[Dataset entries]
· · ·
//! # Layaway Repository
//!
//! Persistence for layaway plans, their reserved items and the append-only
//! abono ledger.
//!
//! ## Abono Ledger
//! Abonos are only ever inserted. There is no update or delete statement in
//! this file for them, deliberately: replaying the rows in order from the
//! plan's initial debt must reproduce the stored remaining debt, and
//! `abono_total` exists so tests (and audits) can check exactly that.

use sqlx::{SqliteConnection, SqlitePool};
use tracing::debug;

use crate::error::DbResult;
use almacen_core::{Abono, LayawayItem, LayawayPlan, PlanState};

const PLAN_COLUMNS: &str = "id, client_id, user_id, state, initial_debt_cents, \
     remaining_debt_cents, created_at, updated_at";

/// Repository for layaway database operations.
#[derive(Debug, Clone)]
pub struct LayawayRepository {
    pool: SqlitePool,
}

impl LayawayRepository {
    /// Creates a new LayawayRepository.
    pub fn new(pool: SqlitePool) -> Self {
        LayawayRepository { pool }
    }

    // =========================================================================
    // Tx-scoped persistence (used by the layaway engine)
    // =========================================================================

    /// Inserts the plan record inside the caller's transaction.
    pub async fn insert_in_tx(conn: &mut SqliteConnection, plan: &LayawayPlan) -> DbResult<()> {
        debug!(plan = %plan.id, debt = plan.initial_debt_cents, "inserting layaway plan");

        sqlx::query(
            "INSERT INTO layaway_plans (\
                 id, client_id, user_id, state, initial_debt_cents, \
                 remaining_debt_cents, created_at, updated_at\
             ) VALUES (?1, ?2, ?3, ?4, ?5, ?6, ?7, ?8)",
        )
        .bind(&plan.id)
        .bind(&plan.client_id)
        .bind(&plan.user_id)
        .bind(plan.state)
        .bind(plan.initial_debt_cents)
        .bind(plan.remaining_debt_cents)
        .bind(plan.created_at)
        .bind(plan.updated_at)
        .execute(&mut *conn)
        .await?;

        Ok(())
    }

    /// Inserts one reserved item inside the caller's transaction.
    pub async fn insert_item_in_tx(conn: &mut SqliteConnection, item: &LayawayItem) -> DbResult<()> {
        sqlx::query(
            "INSERT INTO layaway_items (id, plan_id, stock_entry_id, quantity, created_at) \
             VALUES (?1, ?2, ?3, ?4, ?5)",
        )
        .bind(&item.id)
        .bind(&item.plan_id)
        .bind(&item.stock_entry_id)
        .bind(item.quantity)
        .bind(item.created_at)
        .execute(&mut *conn)
        .await?;

        Ok(())
    }

    /// Appends one abono inside the caller's transaction.
    pub async fn insert_abono_in_tx(conn: &mut SqliteConnection, abono: &Abono) -> DbResult<()> {
        sqlx::query(
            "INSERT INTO abonos (id, plan_id, user_id, amount_cents, memo, created_at) \
             VALUES (?1, ?2, ?3, ?4, ?5, ?6)",
        )
        .bind(&abono.id)
        .bind(&abono.plan_id)
        .bind(&abono.user_id)
        .bind(abono.amount_cents)
        .bind(&abono.memo)
        .bind(abono.created_at)
        .execute(&mut *conn)
        .await?;

        Ok(())
    }

    /// Updates a plan's debt position and state inside the caller's
    /// transaction.
    ///
    /// Guarded on `state = 'active'`: a plan that was concurrently completed
    /// or cancelled yields zero rows and the engine re-reads to report the
    /// correct `InvalidPlanState`.
    pub async fn update_position_in_tx(
        conn: &mut SqliteConnection,
        plan_id: &str,
        remaining_debt_cents: i64,
        state: PlanState,
    ) -> DbResult<u64> {
        let now = chrono::Utc::now();

        let result = sqlx::query(
            "UPDATE layaway_plans \
             SET remaining_debt_cents = ?1, state = ?2, updated_at = ?3 \
             WHERE id = ?4 AND state = 'active'",
        )
        .bind(remaining_debt_cents)
        .bind(state)
        .bind(now)
        .bind(plan_id)
        .execute(&mut *conn)
        .await?;

        Ok(result.rows_affected())
    }

    /// Fetches a plan inside the caller's transaction.
    pub async fn get_in_tx(
        conn: &mut SqliteConnection,
        plan_id: &str,
    ) -> DbResult<Option<LayawayPlan>> {
        let plan = sqlx::query_as::<_, LayawayPlan>(&format!(
            "SELECT {PLAN_COLUMNS} FROM layaway_plans WHERE id = ?1"
        ))
        .bind(plan_id)
        .fetch_optional(&mut *conn)
        .await?;

        Ok(plan)
    }

    /// Fetches a plan's reserved items inside the caller's transaction.
    pub async fn items_in_tx(
        conn: &mut SqliteConnection,
        plan_id: &str,
    ) -> DbResult<Vec<LayawayItem>> {
        let items = sqlx::query_as::<_, LayawayItem>(
            "SELECT id, plan_id, stock_entry_id, quantity, created_at \
             FROM layaway_items WHERE plan_id = ?1 ORDER BY stock_entry_id",
        )
        .bind(plan_id)
        .fetch_all(&mut *conn)
        .await?;

        Ok(items)
    }

    // =========================================================================
    // Read side
    // =========================================================================

    /// Gets a plan by id.
    pub async fn get_plan(&self, plan_id: &str) -> DbResult<Option<LayawayPlan>> {
        let mut conn = self.pool.acquire().await?;
        Self::get_in_tx(&mut conn, plan_id).await
    }

    /// Gets a plan's reserved items.
    pub async fn get_items(&self, plan_id: &str) -> DbResult<Vec<LayawayItem>> {
        let mut conn = self.pool.acquire().await?;
        Self::items_in_tx(&mut conn, plan_id).await
    }

    /// Full abono history of a plan, oldest first.
    pub async fn get_abonos(&self, plan_id: &str) -> DbResult<Vec<Abono>> {
        let abonos = sqlx::query_as::<_, Abono>(
            "SELECT id, plan_id, user_id, amount_cents, memo, created_at \
             FROM abonos WHERE plan_id = ?1 ORDER BY created_at, id",
        )
        .bind(plan_id)
        .fetch_all(&self.pool)
        .await?;

        Ok(abonos)
    }

    /// Sum of all abonos recorded against a plan.
    pub async fn abono_total(&self, plan_id: &str) -> DbResult<i64> {
        let total: Option<i64> =
            sqlx::query_scalar("SELECT SUM(amount_cents) FROM abonos WHERE plan_id = ?1")
                .bind(plan_id)
                .fetch_one(&self.pool)
                .await?;

        Ok(total.unwrap_or(0))
    }
}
· · ·
• [About this task]:
Copy the records above exactly, from the first line through the line containing "order from the", and include nothing else.

• [Response box]:
//! # Layaway Repository
//!
//! Persistence for layaway plans, their reserved items and the append-only
//! abono ledger.
//!
//! ## Abono Ledger
//! Abonos are only ever inserted. There is no update or delete statement in
//! this file for them, deliberately: replaying the rows in order from the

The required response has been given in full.